部下に僕が本気であることが伝わったのは、それまでに決められていたCM制作をキャンセルしたときでしょうか。チームがよくないと言っているCMを撮るのはそもそもおかしい。カメラマンなどのキャンセル料を払った残りで自分たちが正しいと思う広告を作ることにしたんです。
数千万円のキャンセル料を支払っても半分の予算が残る。それで作り直そうと考えました。
こんな僕の提案をマイクは「すべて君に任せる」とOKしてくれました。それで、ようやくチームみんなの目つきが変わりました。
--残りの予算で作った広告とはどんなものですか?
チームと広告代理店といろんな案を出し、日本のサラリーマンを描くべく、当時タレント人気ナンバーワンだったT軍団に全員出演してもらうことになりました。

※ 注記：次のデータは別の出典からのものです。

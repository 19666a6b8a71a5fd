//! Cryptographic primitives for the exchange.
//!
//! Three digests with fixed, wire-visible output sizes and a 128-bit block
//! cipher in CBC mode. All functions are pure; nothing here holds state.
//!
//! The fast-hash key derivation is part of the wire format and is kept for
//! compatibility; see the caveat in the crate-level documentation before
//! deploying this mechanism in a new system.

use aes::cipher::{block_padding::NoPadding, BlockDecryptMut, BlockEncryptMut, KeyIvInit};
use aes::Aes128;
use md5::{Digest, Md5};
use sha1::Sha1;
use sha2::Sha256;

use alloc::vec::Vec;

use crate::constants::{BIND_DIGEST_LEN, BLOCK_LEN, FAST_HASH_LEN, VERIFY_DIGEST_LEN};
use crate::errors::{Error, Result};

type Aes128CbcEnc = cbc::Encryptor<Aes128>;
type Aes128CbcDec = cbc::Decryptor<Aes128>;

/// Fast keyed-derivation hash, used to turn the stored verifier and the
/// exchanged nonces into symmetric key and IV material.
pub fn fast_hash(data: &[u8]) -> [u8; FAST_HASH_LEN] {
    Md5::digest(data).into()
}

/// The digest embedded in the stored verifier (`salt ∥ verify_digest(secret)`).
///
/// The server never recomputes this from a plaintext secret; it only ever
/// consumes the already-stored value. Exposed so that registration tooling
/// and test harnesses can build verifiers with the same primitive.
pub fn verify_digest(data: &[u8]) -> [u8; VERIFY_DIGEST_LEN] {
    Sha1::digest(data).into()
}

/// Transcript-binding digest over the server nonce, peer nonce and stored
/// verifier, making a captured response worthless for any other transcript.
pub fn bind_digest(data: &[u8]) -> [u8; BIND_DIGEST_LEN] {
    Sha256::digest(data).into()
}

/// AES-128-CBC encryption with zero padding.
///
/// The plaintext is padded with zero bytes up to the next block boundary
/// (an aligned plaintext gains no extra block). Padding carries no length
/// information: plaintexts in this protocol are printable ASCII followed by
/// a NUL terminator, and decryption recovers the exact length from that
/// terminator.
pub fn encrypt_cbc(
    key: &[u8; BLOCK_LEN],
    iv: &[u8; BLOCK_LEN],
    plaintext: &[u8],
) -> Result<Vec<u8>> {
    if plaintext.is_empty() {
        return Err(Error::Crypto);
    }
    let mut buf = plaintext.to_vec();
    buf.resize(plaintext.len().next_multiple_of(BLOCK_LEN), 0);
    let len = buf.len();
    Aes128CbcEnc::new(key.into(), iv.into())
        .encrypt_padded_mut::<NoPadding>(&mut buf, len)
        .map_err(|_| Error::Crypto)?;
    Ok(buf)
}

/// AES-128-CBC decryption; inverse of [`encrypt_cbc`].
///
/// Fails with [`Error::Crypto`] if the ciphertext is empty or its length is
/// not a multiple of the block size. The returned plaintext still carries
/// the zero padding; callers truncate at the NUL terminator.
pub fn decrypt_cbc(
    key: &[u8; BLOCK_LEN],
    iv: &[u8; BLOCK_LEN],
    ciphertext: &[u8],
) -> Result<Vec<u8>> {
    if ciphertext.is_empty() || ciphertext.len() % BLOCK_LEN != 0 {
        return Err(Error::Crypto);
    }
    let mut buf = ciphertext.to_vec();
    Aes128CbcDec::new(key.into(), iv.into())
        .decrypt_padded_mut::<NoPadding>(&mut buf)
        .map_err(|_| Error::Crypto)?;
    Ok(buf)
}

ところが、契約もできて撮影日も決まった段階で、Tさんがなんと不幸にも交通事故に。通常3カ月ほどかかる企画と制作を1カ月でゼロからやり直すことになりました。
でも、こういう追い込まれたときって発想の転換が出てくるんです。男性向けのドリンクだから男性タレントの起用をイメージしていたのですが、反対に女性でアプローチできないかという話が出てきたんです。
職場に疲れて帰って来たとき、女性がお茶を出してくれたらうれしいし、男性の気持ちに訴えるものは女性の言葉だったりしますよね。この発想が「男のやすらぎキャンペーン」を生みました。1カ月で新しいCMを作って販売現場のボトラー社幹部の前で発表会をやったら大好評でした。